Sunday, June 2, 2013

The Interrupters

Watch The Interrupters (Graphic Language) on PBS. See more from FRONTLINE.

"Violence is learned behavior." Cure Violence revolutionizes the perception and reduction of violence by promoting a public health and science-based perspective. Not unlike AIDS or tuberculosis, violence is a disease. If such a contagious epidemic is ignored, it is not cured, but rather, it spreads. Cure Violence understands that violence persists despite external punishment or moral judgment. In order to effectively combat peaking societal violence, social norms must be targeted from the source.

The people are not to be blamed for this epidemic, but are instead our number one resource in countering the problem. Cure Violence connects with trusted community members committed to both transforming the direction of their lives as well as to cleansing the violence from their hometowns. These individuals have experienced and participated in the violence first hand. They make it possible to anticipate where violence will occur and to intervene before violence has a chance to erupt. These individuals further act as mentors for high-risk individuals, illustrating a path out of violence and an opportunity for a more nourishing life.

Entire communities are enabled to voice a powerful message with the help of Cure Violence. At the site of shootings or common violent attacks, communities gather to protest and insist that violence is devastating, destroying both sides of the conflict, and simply not the answer.

The Cure Violence Model is a public health approach to violence prevention that understands violence as a learned behavior that can be prevented using disease control methods. The model prevents violence through a three-prong approach:

1) Interrupt transmission

2) Identify and change the thinking of highest potential transmitters

3) Change group norms

Interrupt transmission

The Cure Violence model deploys violence interrupters who use a specific method to locate potentially lethal, ongoing conflicts and respond with a variety of conflict mediation techniques both to prevent imminent violence and to change the norms around the need to use violence. Cure Violence hires culturally appropriate workers who live in the community, are known to high-risk people, and have possibly even been gang members or spent time in prison, but have made a change in their lives and turned away from crime. Interrupters receive specific training on a method for detecting potential shooting events, mediating conflicts, and keeping safe in these dangerous situations.

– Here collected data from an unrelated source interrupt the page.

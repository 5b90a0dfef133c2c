// argus-pipeline/src/logging.rs
// ============================================================================
// Module: Run/Task Logging
// Description: Run header and task-log document builders, with defensive
//   truncation and non-throwing timestamp normalization.
// Dependencies: argus-core, serde_json
// ============================================================================

//! ## Overview
//! Logging must never abort the pipeline: every helper here returns a best
//! effort value rather than an error, including [`normalize_timestamp`],
//! which falls back to `0` for input it cannot interpret rather than
//! propagating a parse failure.

use argus_core::core::model::MAX_LOG_MESSAGE_BYTES;
use argus_core::core::model::MAX_LOG_PARAMS_BYTES;
use argus_core::core::model::MAX_LOG_STACK_BYTES;
use argus_core::BuildId;
use argus_core::Repo;
use argus_core::Run;
use argus_core::RunId;
use argus_core::RunStatus;
use argus_core::TaskLog;

/// Builds the initial `RUNNING` run header.
#[must_use]
pub fn start_run(run_id: RunId, repo: Repo, build_id: BuildId, started_at: i64) -> Run {
    Run { run_id, repo, build_id, status: RunStatus::Running, started_at, finished_at: None }
}

/// Transitions a run header to a terminal status, stamping `finished_at`.
#[must_use]
pub fn finish_run(mut run: Run, status: RunStatus, finished_at: i64) -> Run {
    run.status = status;
    run.finished_at = Some(finished_at);
    run
}

/// Builds a task-log entry, applying defensive truncation to `message` and
/// `stack` and replacing oversized `params` with a placeholder.
#[must_use]
pub fn task_log(
    run_id: &RunId,
    stage: &str,
    task_key: &str,
    message: &str,
    stack: Option<&str>,
    logged_at: i64,
) -> TaskLog {
    let task_id = argus_core::task_id(run_id, stage, task_key);
    TaskLog {
        task_id,
        run_id: run_id.clone(),
        stage: stage.to_string(),
        task_key: task_key.to_string(),
        message: truncate_bytes(message, MAX_LOG_MESSAGE_BYTES),
        stack: stack.map(|s| truncate_bytes(s, MAX_LOG_STACK_BYTES)),
        logged_at,
    }
}

/// Replaces `params` with a placeholder object if its canonical JSON
/// serialization exceeds [`MAX_LOG_PARAMS_BYTES`].
#[must_use]
pub fn normalize_params(params: serde_json::Value) -> serde_json::Value {
    let size = serde_json::to_vec(&params).map(|bytes| bytes.len()).unwrap_or(usize::MAX);
    if size > MAX_LOG_PARAMS_BYTES {
        serde_json::json!({"truncated": true, "originalBytes": size})
    } else {
        params
    }
}

/// Truncates `text` to at most `max_bytes` bytes at a UTF-8 char boundary.
fn truncate_bytes(text: &str, max_bytes: usize) -> String {
    if text.len() <= max_bytes {
        return text.to_string();
    }
    let mut end = max_bytes;
    while end > 0 && !text.is_char_boundary(end) {
        end -= 1;
    }
    text[..end].to_string()
}

/// Normalizes a timestamp-like JSON value (ISO-8601 string, epoch seconds,
/// or epoch milliseconds) to epoch-ms. Never fails: unrecognized input
/// normalizes to `0`.
#[must_use]
pub fn normalize_timestamp(value: &serde_json::Value) -> i64 {
    match value {
        serde_json::Value::Number(n) => normalize_numeric_timestamp(n.as_f64().unwrap_or(0.0)),
        serde_json::Value::String(s) => normalize_string_timestamp(s),
        _ => 0,
    }
}

/// A numeric timestamp under this threshold is assumed to be epoch seconds
/// rather than epoch milliseconds (valid through roughly the year 5138).
const EPOCH_SECONDS_THRESHOLD: f64 = 1e12;

/// Normalizes a bare numeric timestamp, disambiguating seconds from
/// milliseconds by magnitude.
fn normalize_numeric_timestamp(raw: f64) -> i64 {
    if !raw.is_finite() {
        return 0;
    }
    #[allow(clippy::cast_possible_truncation, reason = "timestamps fit well within i64 range")]
    let scaled = if raw.abs() < EPOCH_SECONDS_THRESHOLD { raw * 1000.0 } else { raw };
    scaled as i64
}

/// Normalizes an ISO-8601 timestamp string to epoch-ms, returning `0` when
/// the string cannot be parsed.
fn normalize_string_timestamp(raw: &str) -> i64 {
    time::OffsetDateTime::parse(raw, &time::format_description::well_known::Rfc3339)
        .map_or(0, |dt| dt.unix_timestamp() * 1000 + i64::from(dt.millisecond()))
}

#[cfg(test)]
mod tests {
    use super::*;

    #[test]
    fn message_over_the_limit_is_truncated() {
        let huge = "a".repeat(MAX_LOG_MESSAGE_BYTES + 100);
        let run_id = RunId::from_hash("a".repeat(64)).expect("valid");
        let log = task_log(&run_id, "acquire", "k1", &huge, None, 0);
        assert!(log.message.len() <= MAX_LOG_MESSAGE_BYTES);
    }

    #[test]
    fn oversized_params_are_replaced_with_a_placeholder() {
        let huge = serde_json::json!({"blob": "x".repeat(MAX_LOG_PARAMS_BYTES + 1)});
        let normalized = normalize_params(huge);
        assert_eq!(normalized["truncated"], serde_json::json!(true));
    }

    #[test]
    fn numeric_timestamps_disambiguate_seconds_from_millis() {
        assert_eq!(normalize_timestamp(&serde_json::json!(1_700_000_000)), 1_700_000_000_000);
        assert_eq!(normalize_timestamp(&serde_json::json!(1_700_000_000_000_i64)), 1_700_000_000_000);
    }

    #[test]
    fn unparseable_timestamp_normalizes_to_zero_without_panicking() {
        assert_eq!(normalize_timestamp(&serde_json::json!("not a date")), 0);
        assert_eq!(normalize_timestamp(&serde_json::json!(null)), 0);
    }

    #[test]
    fn iso_timestamp_parses_to_expected_epoch_ms() {
        assert_eq!(normalize_timestamp(&serde_json::json!("2023-11-14T22:13:20Z")), 1_700_000_000_000);
    }
}
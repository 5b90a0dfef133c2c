// argus-pipeline/src/manifest.rs
// ============================================================================
// Module: Bundle Manifest
// Description: Parses `bundle.manifest.json` and derives the bundle and run
//   identifiers from its sorted artifact list.
// Dependencies: argus-core, serde, serde_json
// ============================================================================

//! ## Overview
//! A bundle's identity is a hash over its artifacts, not over the manifest
//! file's own bytes, so re-serializing the manifest (sorted keys, trailing
//! newline) never changes the derived `bundleId`.

use serde::Deserialize;
use serde::Serialize;

use crate::error::PipelineError;

/// One artifact entry inside a bundle manifest.
#[derive(Debug, Clone, PartialEq, Serialize, Deserialize)]
#[serde(rename_all = "camelCase")]
pub struct ManifestArtifact {
    /// Pre-computed artifact identifier, when the manifest supplies one.
    #[serde(skip_serializing_if = "Option::is_none")]
    pub artifact_id: Option<String>,
    /// Recognized artifact kind.
    pub artifact_type: String,
    /// Name of the tool that produced the artifact.
    pub tool: String,
    /// Filename within the bundle directory.
    pub filename: String,
    /// Object-store key, when the artifact is mirrored to object storage.
    #[serde(skip_serializing_if = "Option::is_none")]
    pub object_key: Option<String>,
    /// SHA-256 checksum of the artifact's bytes.
    pub sha256: String,
    /// Size of the artifact's bytes.
    pub bytes: u64,
}

/// The parsed and canonicalized `bundle.manifest.json` document.
#[derive(Debug, Clone, PartialEq, Serialize, Deserialize)]
#[serde(rename_all = "camelCase")]
pub struct BundleManifest {
    /// Manifest schema version, currently always `"1.0"`.
    pub manifest_version: String,
    /// Content-derived bundle identifier.
    pub bundle_id: String,
    /// Repository the bundle covers.
    pub repo: String,
    /// Build identifier the bundle covers.
    pub build_id: String,
    /// Manifest creation timestamp, epoch-ms.
    pub created_at: i64,
    /// Artifacts, sorted by `sha256` ascending.
    pub artifacts: Vec<ManifestArtifact>,
}

/// A manifest as read from disk, before its `bundleId` has been verified or
/// derived.
#[derive(Debug, Clone, Deserialize)]
#[serde(rename_all = "camelCase")]
struct RawManifest {
    manifest_version: String,
    repo: String,
    build_id: String,
    created_at: i64,
    artifacts: Vec<ManifestArtifact>,
}

/// Parses `bytes` as a bundle manifest, sorts its artifacts by `sha256`
/// ascending, and derives `bundleId` from the canonical hash of the sorted
/// artifact list.
///
/// # Errors
///
/// Returns [`PipelineError::MalformedManifest`] when `bytes` is not valid
/// JSON or is missing required fields.
pub fn parse_manifest(bytes: &[u8]) -> Result<BundleManifest, PipelineError> {
    let mut raw: RawManifest =
        serde_json::from_slice(bytes).map_err(|err| PipelineError::MalformedManifest(err.to_string()))?;
    raw.artifacts.sort_by(|a, b| a.sha256.cmp(&b.sha256));

    let bundle_id = derive_bundle_id(&raw.artifacts)?;

    Ok(BundleManifest {
        manifest_version: raw.manifest_version,
        bundle_id,
        repo: raw.repo,
        build_id: raw.build_id,
        created_at: raw.created_at,
        artifacts: raw.artifacts,
    })
}

/// Derives `bundleId = hash(sortedArtifacts)` over the `(filename, sha256)`
/// pairs of every artifact, sorted ascending by `sha256`.
fn derive_bundle_id(sorted_artifacts: &[ManifestArtifact]) -> Result<String, PipelineError> {
    let identity: Vec<serde_json::Value> = sorted_artifacts
        .iter()
        .map(|artifact| serde_json::json!({"filename": artifact.filename, "sha256": artifact.sha256}))
        .collect();
    argus_core::hash(&serde_json::Value::Array(identity)).map_err(|err| PipelineError::MalformedManifest(err.to_string()))
}

/// Serializes `manifest` back to stable bytes: sorted object keys, UTF-8,
/// trailing newline.
///
/// # Errors
///
/// Returns [`PipelineError::MalformedManifest`] if serialization fails,
/// which does not happen for a manifest built by [`parse_manifest`].
pub fn serialize_manifest(manifest: &BundleManifest) -> Result<Vec<u8>, PipelineError> {
    let value = serde_json::to_value(manifest).map_err(|err| PipelineError::MalformedManifest(err.to_string()))?;
    let mut bytes =
        argus_core::canonical_json(&value).map_err(|err| PipelineError::MalformedManifest(err.to_string()))?;
    bytes.push(b'\n');
    Ok(bytes)
}

#[cfg(test)]
mod tests {
    use super::*;

    fn sample_bytes() -> Vec<u8> {
        serde_json::to_vec(&serde_json::json!({
            "manifestVersion": "1.0",
            "repo": "acme/widgets",
            "buildId": "b1",
            "createdAt": 0,
            "artifacts": [
                {"artifactType": "sarif", "tool": "semgrep", "filename": "scan.sarif", "sha256": "bbb", "bytes": 10},
                {"artifactType": "lockfile", "tool": "npm", "filename": "package-lock.json", "sha256": "aaa", "bytes": 20},
            ],
        }))
        .expect("valid json")
    }

    #[test]
    fn artifacts_are_sorted_by_sha256_ascending() {
        let manifest = parse_manifest(&sample_bytes()).expect("parses");
        assert_eq!(manifest.artifacts[0].sha256, "aaa");
        assert_eq!(manifest.artifacts[1].sha256, "bbb");
    }

    #[test]
    fn bundle_id_is_independent_of_input_artifact_order() {
        let a = parse_manifest(&sample_bytes()).expect("parses");

        let mut reordered = serde_json::from_slice::<serde_json::Value>(&sample_bytes()).expect("valid json");
        let arr = reordered.get_mut("artifacts").expect("has artifacts").as_array_mut().expect("is array");
        arr.reverse();
        let b = parse_manifest(&serde_json::to_vec(&reordered).expect("serializes")).expect("parses");

        assert_eq!(a.bundle_id, b.bundle_id);
    }

    #[test]
    fn serialized_manifest_ends_with_a_trailing_newline() {
        let manifest = parse_manifest(&sample_bytes()).expect("parses");
        let bytes = serialize_manifest(&manifest).expect("serializes");
        assert_eq!(*bytes.last().expect("non-empty"), b'\n');
    }

    #[test]
    fn malformed_manifest_is_rejected() {
        assert!(parse_manifest(b"not json").is_err());
    }
}
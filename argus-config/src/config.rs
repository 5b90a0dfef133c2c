// argus-config/src/config.rs
// ============================================================================
// Module: Argus Runtime Configuration
// Description: Configuration loading and validation for the Argus pipeline.
// Purpose: Provide strict, fail-closed config parsing with hard limits and
//   environment-variable overrides for document-store credentials.
// Dependencies: serde, toml
// ============================================================================

//! ## Overview
//! Configuration is loaded from a TOML file with strict size and path
//! limits. Missing or invalid configuration fails closed: a pipeline that
//! cannot resolve a well-formed, validated config does not run.

// ============================================================================
// SECTION: Imports
// ============================================================================

use std::env;
use std::fs;
use std::path::Path;
use std::path::PathBuf;

use serde::Deserialize;
use thiserror::Error;

// ============================================================================
// SECTION: Constants
// ============================================================================

/// Default configuration filename when no path is specified.
const DEFAULT_CONFIG_NAME: &str = "argus.toml";
/// Environment variable used to override the config path.
pub(crate) const CONFIG_ENV_VAR: &str = "ARGUS_CONFIG";
/// Environment variable used to override the document-store URL.
pub(crate) const ES_URL_ENV_VAR: &str = "ES_URL";
/// Environment variable used to override the document-store API key.
pub(crate) const ES_API_KEY_ENV_VAR: &str = "ES_API_KEY";
/// Environment variable used to override the document-store username.
pub(crate) const ES_USERNAME_ENV_VAR: &str = "ES_USERNAME";
/// Environment variable used to override the document-store password.
pub(crate) const ES_PASSWORD_ENV_VAR: &str = "ES_PASSWORD";
/// Maximum configuration file size in bytes.
pub(crate) const MAX_CONFIG_FILE_SIZE: usize = 1024 * 1024;
/// Maximum length of a single path component.
pub(crate) const MAX_PATH_COMPONENT_LENGTH: usize = 255;
/// Maximum total path length.
pub(crate) const MAX_TOTAL_PATH_LENGTH: usize = 4096;
/// Minimum allowed bulk chunk size.
pub(crate) const MIN_BULK_CHUNK_SIZE: usize = 1;
/// Maximum allowed bulk chunk size.
pub(crate) const MAX_BULK_CHUNK_SIZE: usize = 10_000;
/// Maximum allowed bulk retry attempts.
pub(crate) const MAX_BULK_MAX_RETRIES: u32 = 20;
/// Maximum allowed retry backoff in milliseconds.
pub(crate) const MAX_RETRY_BACKOFF_MS: u64 = 60_000;
/// Default top-N ranked findings carried into the Act stage.
const DEFAULT_TOP_N: usize = 50;
/// Maximum allowed top-N value.
pub(crate) const MAX_TOP_N: usize = 10_000;

// ============================================================================
// SECTION: Configuration Types
// ============================================================================

/// Top-level Argus pipeline configuration.
#[derive(Debug, Clone, Deserialize)]
pub struct ArgusConfig {
    /// Document-store connection and bulk-client tuning.
    #[serde(default)]
    pub document_store: DocumentStoreConfig,
    /// Optional object-store configuration for raw bundle artifacts.
    #[serde(default)]
    pub object_store: Option<ObjectStoreConfig>,
    /// Pipeline run defaults.
    #[serde(default)]
    pub run: RunConfig,
}

impl ArgusConfig {
    /// Loads configuration from disk using the default resolution rules,
    /// then applies environment-variable overrides and validates the
    /// result.
    ///
    /// # Errors
    ///
    /// Returns [`ConfigError`] when loading, parsing, or validation fails.
    pub fn load(path: Option<&Path>) -> Result<Self, ConfigError> {
        let resolved = resolve_path(path)?;
        validate_path(&resolved)?;
        let bytes = fs::read(&resolved).map_err(|err| ConfigError::Io(err.to_string()))?;
        if bytes.len() > MAX_CONFIG_FILE_SIZE {
            return Err(ConfigError::Invalid("config file exceeds size limit".to_string()));
        }
        let content = std::str::from_utf8(&bytes)
            .map_err(|_| ConfigError::Invalid("config file must be utf-8".to_string()))?;
        let mut config: Self =
            toml::from_str(content).map_err(|err| ConfigError::Parse(err.to_string()))?;
        config.apply_env_overrides();
        config.validate()?;
        Ok(config)
    }

    /// Applies `ES_URL`/`ES_API_KEY`/`ES_USERNAME`/`ES_PASSWORD` overrides
    /// on top of whatever the config file declared. Environment variables
    /// always win, matching the deploy-time secret injection model.
    fn apply_env_overrides(&mut self) {
        if let Ok(url) = env::var(ES_URL_ENV_VAR) {
            self.document_store.url = url;
        }
        if let Ok(api_key) = env::var(ES_API_KEY_ENV_VAR) {
            self.document_store.api_key = Some(api_key);
        }
        if let Ok(username) = env::var(ES_USERNAME_ENV_VAR) {
            self.document_store.username = Some(username);
        }
        if let Ok(password) = env::var(ES_PASSWORD_ENV_VAR) {
            self.document_store.password = Some(password);
        }
    }

    /// Validates the configuration for internal consistency.
    ///
    /// # Errors
    ///
    /// Returns [`ConfigError`] when configuration is invalid.
    pub fn validate(&self) -> Result<(), ConfigError> {
        self.document_store.validate()?;
        if let Some(object_store) = &self.object_store {
            object_store.validate()?;
        }
        self.run.validate()?;
        Ok(())
    }
}

/// Document-store connection and bulk-client tuning.
#[derive(Debug, Clone, Deserialize)]
pub struct DocumentStoreConfig {
    /// Base URL of the document store, with no trailing slash.
    #[serde(default = "default_document_store_url")]
    pub url: String,
    /// API key sent as `Authorization: ApiKey <value>`, when set.
    #[serde(default)]
    pub api_key: Option<String>,
    /// Basic-auth username, used only when `api_key` is unset.
    #[serde(default)]
    pub username: Option<String>,
    /// Basic-auth password, used only when `api_key` is unset.
    #[serde(default)]
    pub password: Option<String>,
    /// Maximum number of retry attempts per bulk chunk.
    #[serde(default = "default_max_retries")]
    pub max_retries: u32,
    /// Base backoff between retries, in milliseconds.
    #[serde(default = "default_retry_backoff_ms")]
    pub retry_backoff_ms: u64,
    /// Number of documents per NDJSON bulk chunk.
    #[serde(default = "default_bulk_chunk_size")]
    pub bulk_chunk_size: usize,
}

impl Default for DocumentStoreConfig {
    fn default() -> Self {
        Self {
            url: default_document_store_url(),
            api_key: None,
            username: None,
            password: None,
            max_retries: default_max_retries(),
            retry_backoff_ms: default_retry_backoff_ms(),
            bulk_chunk_size: default_bulk_chunk_size(),
        }
    }
}

impl DocumentStoreConfig {
    /// Validates document-store configuration.
    ///
    /// # Errors
    ///
    /// Returns [`ConfigError`] when the document-store settings are
    /// invalid.
    fn validate(&self) -> Result<(), ConfigError> {
        let trimmed = self.url.trim();
        if trimmed.is_empty() {
            return Err(ConfigError::Invalid("document_store.url must be set".to_string()));
        }
        if !(trimmed.starts_with("https://") || trimmed.starts_with("http://")) {
            return Err(ConfigError::Invalid(
                "document_store.url must include http:// or https://".to_string(),
            ));
        }
        if self.username.is_some() != self.password.is_some() {
            return Err(ConfigError::Invalid(
                "document_store.username and document_store.password must be set together"
                    .to_string(),
            ));
        }
        if self.max_retries > MAX_BULK_MAX_RETRIES {
            return Err(ConfigError::Invalid("document_store.max_retries too large".to_string()));
        }
        if self.retry_backoff_ms > MAX_RETRY_BACKOFF_MS {
            return Err(ConfigError::Invalid(
                "document_store.retry_backoff_ms too large".to_string(),
            ));
        }
        if self.bulk_chunk_size < MIN_BULK_CHUNK_SIZE || self.bulk_chunk_size > MAX_BULK_CHUNK_SIZE
        {
            return Err(ConfigError::Invalid(
                "document_store.bulk_chunk_size out of range".to_string(),
            ));
        }
        Ok(())
    }
}
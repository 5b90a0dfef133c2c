// argus-actions/src/error.rs
// ============================================================================
// Module: Argus Action Errors
// Description: Closed error set for action payload construction and the
//   execution model.
// Dependencies: thiserror
// ============================================================================

/// Errors raised while building or resolving an action.
#[derive(Debug, thiserror::Error, PartialEq, Eq)]
pub enum ActionError {
    /// Canonicalization or hashing failed while deriving a key or payload
    /// hash.
    #[error("failed to hash action payload: {0}")]
    Hash(String),
    /// A chat payload exceeded its block budget.
    #[error("{kind} action has {count} blocks, exceeding the budget of {max}")]
    BlockBudgetExceeded {
        /// Which chat action kind exceeded its budget.
        kind: &'static str,
        /// The number of blocks the caller supplied.
        count: usize,
        /// The maximum number of blocks allowed.
        max: usize,
    },
    /// `attempt` was not a positive integer.
    #[error("attempt must be a positive integer, got {0}")]
    NonPositiveAttempt(i64),
    /// Live (non-dry-run) execution was requested.
    #[error("live execution is rejected: actions may only run in dry-run mode")]
    LiveExecutionRejected,
}
// argus-actions/src/ticket.rs
// ============================================================================
// Module: Argus Ticket Action
// Description: Per-finding ticket-creation dry-run payload.
// Dependencies: argus-core, serde, serde_json
// ============================================================================

//! ## Overview
//! One [`TicketPayload`] is built per ranked finding. The description is
//! always rendered with the same six fixed sections, in the same order,
//! regardless of which fields are present, so the rendered text diffs
//! cleanly across reruns.

use crate::error::ActionError;
use crate::idempotency_key;
use crate::TEMPLATE_VERSION;

/// Inputs needed to render one ticket action for a single finding.
#[derive(Debug, Clone)]
pub struct TicketFindingContext<'a> {
    /// Repository the finding belongs to.
    pub repo: &'a str,
    /// Build the finding was observed in.
    pub build_id: &'a str,
    /// The finding's stable identifier.
    pub finding_id: &'a str,
    /// The scanner rule that produced the finding.
    pub rule_id: &'a str,
    /// Upper-cased severity.
    pub severity: &'a str,
    /// Affected package name.
    pub package: &'a str,
    /// Affected package version.
    pub version: &'a str,
    /// First associated CVE, if any.
    pub cve: Option<&'a str>,
    /// Whether the reachability engine found this package reachable.
    pub reachable: Option<bool>,
    /// Reachability evidence path, root-to-target package names.
    pub evidence_path: &'a [String],
    /// KEV flag from the threat-intel join.
    pub kev: Option<bool>,
    /// EPSS score from the threat-intel join.
    pub epss: Option<f64>,
    /// Final additive priority score.
    pub priority_score: Option<i64>,
    /// Reason codes contributing to the priority score.
    pub reason_codes: &'a [String],
}

/// A single ticket-creation dry-run payload.
#[derive(Debug, Clone, PartialEq, serde::Serialize)]
pub struct TicketPayload {
    /// One-line summary, `[SEV] pkg@ver rule (findingId)`.
    pub summary: String,
    /// Full multi-section description body.
    pub description: String,
    /// Labels attached to the ticket.
    pub labels: Vec<String>,
}

/// Builds the ticket payload for `ctx`.
#[must_use]
pub fn build_ticket_payload(ctx: &TicketFindingContext<'_>) -> TicketPayload {
    TicketPayload {
        summary: format!("[{}] {}@{} {} ({})", ctx.severity, ctx.package, ctx.version, ctx.rule_id, ctx.finding_id),
        description: render_description(ctx),
        labels: build_labels(ctx),
    }
}

/// Derives `idempotencyKey = hash("type=JIRA_CREATE|repo=…|buildId=…|findingId=…|templateVersion=…")`.
///
/// # Errors
///
/// Returns [`ActionError::Hash`] if canonicalization fails.
pub fn ticket_idempotency_key(ctx: &TicketFindingContext<'_>) -> Result<String, ActionError> {
    idempotency_key(&[
        ("type", "JIRA_CREATE"),
        ("repo", ctx.repo),
        ("buildId", ctx.build_id),
        ("findingId", ctx.finding_id),
        ("templateVersion", TEMPLATE_VERSION),
    ])
}

/// Builds the fixed label set: `argonaut`, `repo:`, `build:`, `finding:`,
/// and optionally `cve:` / `reachable:`.
fn build_labels(ctx: &TicketFindingContext<'_>) -> Vec<String> {
    let mut labels = vec![
        "argonaut".to_string(),
        format!("repo:{}", ctx.repo),
        format!("build:{}", ctx.build_id),
        format!("finding:{}", ctx.finding_id),
    ];
    if let Some(cve) = ctx.cve {
        labels.push(format!("cve:{cve}"));
    }
    if let Some(reachable) = ctx.reachable {
        labels.push(format!("reachable:{reachable}"));
    }
    labels
}

/// Renders the six fixed description sections, using `N/A` for absent
/// fields so the shape never changes across reruns.
fn render_description(ctx: &TicketFindingContext<'_>) -> String {
    let header = format!(
        "Repo: {}\nBuild: {}\nFinding: {}\nRule: {}\nSeverity: {}\nPackage: {}@{}",
        ctx.repo, ctx.build_id, ctx.finding_id, ctx.rule_id, ctx.severity, ctx.package, ctx.version
    );
    let evidence = format!("CVE: {}", ctx.cve.unwrap_or("N/A"));
    let reachability = if ctx.evidence_path.is_empty() {
        format!("Reachable: {}\nPath: N/A", display_opt_bool(ctx.reachable))
    } else {
        format!("Reachable: {}\nPath: {}", display_opt_bool(ctx.reachable), ctx.evidence_path.join(" -> "))
    };
    let threat = format!("KEV: {}\nEPSS: {}", display_opt_bool(ctx.kev), display_opt_f64(ctx.epss));
    let score = format!(
        "Priority score: {}\nReason codes: {}",
        ctx.priority_score.map_or_else(|| "N/A".to_string(), |s| s.to_string()),
        if ctx.reason_codes.is_empty() { "N/A".to_string() } else { ctx.reason_codes.join(", ") }
    );
    let next_step = "Review the finding and confirm remediation owner.".to_string();

    [
        ("Header", header),
        ("Evidence", evidence),
        ("Reachability Context", reachability),
        ("Threat Context", threat),
        ("Score and Explanation Context", score),
        ("Suggested Next Step", next_step),
    ]
    .into_iter()
    .map(|(title, body)| format!("## {title}\n{body}"))
    .collect::<Vec<_>>()
    .join("\n\n")
}

/// Renders an `Option<bool>` as `true`/`false`/`N/A`.
fn display_opt_bool(value: Option<bool>) -> String {
    value.map_or_else(|| "N/A".to_string(), |v| v.to_string())
}

/// Renders an `Option<f64>` as its value or `N/A`.
fn display_opt_f64(value: Option<f64>) -> String {
    value.map_or_else(|| "N/A".to_string(), |v| v.to_string())
}

#[cfg(test)]
mod tests {
    use super::*;

    fn sample_ctx() -> TicketFindingContext<'static> {
        TicketFindingContext {
            repo: "acme/widgets",
            build_id: "b1",
            finding_id: "f1",
            rule_id: "rule-1",
            severity: "HIGH",
            package: "left-pad",
            version: "1.0.0",
            cve: Some("CVE-2024-12345"),
            reachable: Some(true),
            evidence_path: &[],
            kev: Some(true),
            epss: Some(0.9),
            priority_score: Some(77),
            reason_codes: &[],
        }
    }

    #[test]
    fn summary_has_the_fixed_shape() {
        let payload = build_ticket_payload(&sample_ctx());
        assert_eq!(payload.summary, "[HIGH] left-pad@1.0.0 rule-1 (f1)");
    }

    #[test]
    fn labels_include_cve_and_reachable_when_present() {
        let payload = build_ticket_payload(&sample_ctx());
        assert!(payload.labels.contains(&"cve:CVE-2024-12345".to_string()));
        assert!(payload.labels.contains(&"reachable:true".to_string()));
        assert!(payload.labels.contains(&"argonaut".to_string()));
    }

    #[test]
    fn description_contains_all_six_sections_in_order() {
        let payload = build_ticket_payload(&sample_ctx());
        let headers: Vec<&str> = payload.description.lines().filter(|l| l.starts_with("## ")).collect();
        assert_eq!(
            headers,
            vec![
                "## Header",
                "## Evidence",
                "## Reachability Context",
                "## Threat Context",
                "## Score and Explanation Context",
                "## Suggested Next Step",
            ]
        );
    }

    #[test]
    fn idempotency_key_is_independent_of_mutable_fields() {
        let mut ctx = sample_ctx();
        let a = ticket_idempotency_key(&ctx).expect("hashes");
        ctx.priority_score = Some(1);
        ctx.cve = None;
        let b = ticket_idempotency_key(&ctx).expect("hashes");
        assert_eq!(a, b);
    }
}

Identify and change the thinking of highest potential transmitters

Cure Violence employs a strong outreach component to change the norms and behavior of high-risk clients. Outreach workers act as mentors to a caseload of participants, seeing each client multiple times per week, conveying a message of rejecting the use of violence, and assisting them to obtain needed services such as job training and drug abuse counseling. Outreach workers are also available to their clients during critical moments – when a client needs someone to help him avoid a relapse into criminal and violent behavior. The participants of the program are of highest risk for being a victim or perpetrator of a shooting in the near future, as determined by a list of risk factors specific to the community. In order to have access and credibility among this population, Cure Violence employs culturally appropriate workers, similar to the indigenous workers used in other public health models.

Change group norms

In order to have lasting change, the norms in the community, which accept and encourage violence, must change. At the heart of Cure Violence’s effort at community norm change is the idea that the norms can be changed if multiple messengers of the same new norms are consistently and abundantly heard. Cure Violence uses a public education campaign, community events, community responses to every shooting, and community mobilization to change group and community norms related to the use of firearms.

Three additional elements are essential for proper implementation. First, with all of these components, data and monitoring are used to measure and provide constant feedback to the system. Second, extensive training of workers is necessary to ensure that they can properly carry out their duties. This includes an initial training before they are sent out on the streets, follow up trainings every few months, and regular meetings in which techniques for effective work are reviewed. Third, the program implements a partnership with local hospitals so that workers are notified immediately of gunshot wound victims admitted to emergency rooms. These notifications enable workers to respond quickly, often at the hospital, to prevent retaliations.